→ **MATERIAL SUPPLIED**:
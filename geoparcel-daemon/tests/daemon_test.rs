//! End-to-end daemon runs against file-backed storage.

use clap::Parser;
use geoparcel_daemon::{DaemonConfig, DaemonError, GeoparcelDaemon};
use geoparcel_spatial::{EntityId, SpatialQueryEngine};
use geoparcel_sync::MemoryLedger;
use std::path::Path;
use std::sync::Arc;

const EVENT: &str = "ContourChanged";
const PARCEL: [&str; 4] = ["w24q8r9pgd0p", "w24q8r3newq1", "w24q8r6pm9gc", "w24q8rf0q48p"];

fn file_config(dir: &Path) -> DaemonConfig {
    DaemonConfig::try_parse_from([
        "geoparcel-daemon",
        "--reconnect-initial-ms",
        "1",
        "--data-dir",
        dir.to_str().unwrap(),
    ])
    .unwrap()
}

#[tokio::test]
async fn restart_resumes_from_persisted_watermark() {
    let dir = tempfile::tempdir().unwrap();
    let ledger = MemoryLedger::new();
    ledger.emit(EVENT, 10, "99", &PARCEL);

    let daemon = GeoparcelDaemon::with_connector(file_config(dir.path()), Arc::new(ledger.clone()))
        .await
        .unwrap();
    let first = daemon.run_until(async {}).await.unwrap();
    assert_eq!(first.applied, 1);
    assert_eq!(first.watermark, 10);
    assert!(dir.path().join("state.json").exists());

    // Clear the parcel while the daemon is down.
    ledger.emit(EVENT, 11, "99", &[]);

    let daemon = GeoparcelDaemon::with_connector(file_config(dir.path()), Arc::new(ledger.clone()))
        .await
        .unwrap();
    let engine = SpatialQueryEngine::new(daemon.store().clone());
    assert_eq!(
        engine.by_parent_prefix("w24q8r").await.unwrap()[0].entity_id,
        EntityId::from(99)
    );

    // Replay is inclusive of the stored block, so block 10 is applied again.
    let second = daemon.run_until(async {}).await.unwrap();
    assert_eq!(second.applied, 2);
    assert_eq!(second.watermark, 11);
    assert!(engine.by_parent_prefix("w24q8r").await.unwrap().is_empty());
}

#[tokio::test]
async fn invalid_config_is_rejected_before_connecting() {
    let config = DaemonConfig::try_parse_from(["geoparcel-daemon", "--poll-interval-ms", "0"]).unwrap();
    let ledger = MemoryLedger::new();

    let err = GeoparcelDaemon::with_connector(config, Arc::new(ledger.clone()))
        .await
        .unwrap_err();

    assert!(matches!(err, DaemonError::Config(_)));
    assert_eq!(ledger.connect_attempts(), 0);
}

#[tokio::test]
async fn restart_with_corrupt_contour_file_fails_to_open() {
    let dir = tempfile::tempdir().unwrap();
    let ledger = MemoryLedger::new();
    ledger.emit(EVENT, 5, "99", &PARCEL);
    ledger.set_height(10);

    let daemon = GeoparcelDaemon::with_connector(file_config(dir.path()), Arc::new(ledger.clone()))
        .await
        .unwrap();
    assert_eq!(daemon.run_until(async {}).await.unwrap().watermark, 10);

    std::fs::write(dir.path().join("contours").join("99.json"), "{ truncated").unwrap();

    let err = GeoparcelDaemon::with_connector(file_config(dir.path()), Arc::new(ledger))
        .await
        .unwrap_err();
    assert!(matches!(err, DaemonError::Spatial(_)), "unexpected error: {}", err);
}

→ **WHAT THE TASK ASKS**: Retype the listing above, word for word, from its first line to the line containing "const EVENT: &str", both ends included.

→ **ANSWER TO THIS EXERCISE**:
filename geoparcel-daemon/tests/daemon_test.rs
//! End-to-end daemon runs against file-backed storage.

use clap::Parser;
use geoparcel_daemon::{DaemonConfig, DaemonError, GeoparcelDaemon};
use geoparcel_spatial::{EntityId, SpatialQueryEngine};
use geoparcel_sync::MemoryLedger;
use std::path::Path;
use std::sync::Arc;

const EVENT: &str = "ContourChanged";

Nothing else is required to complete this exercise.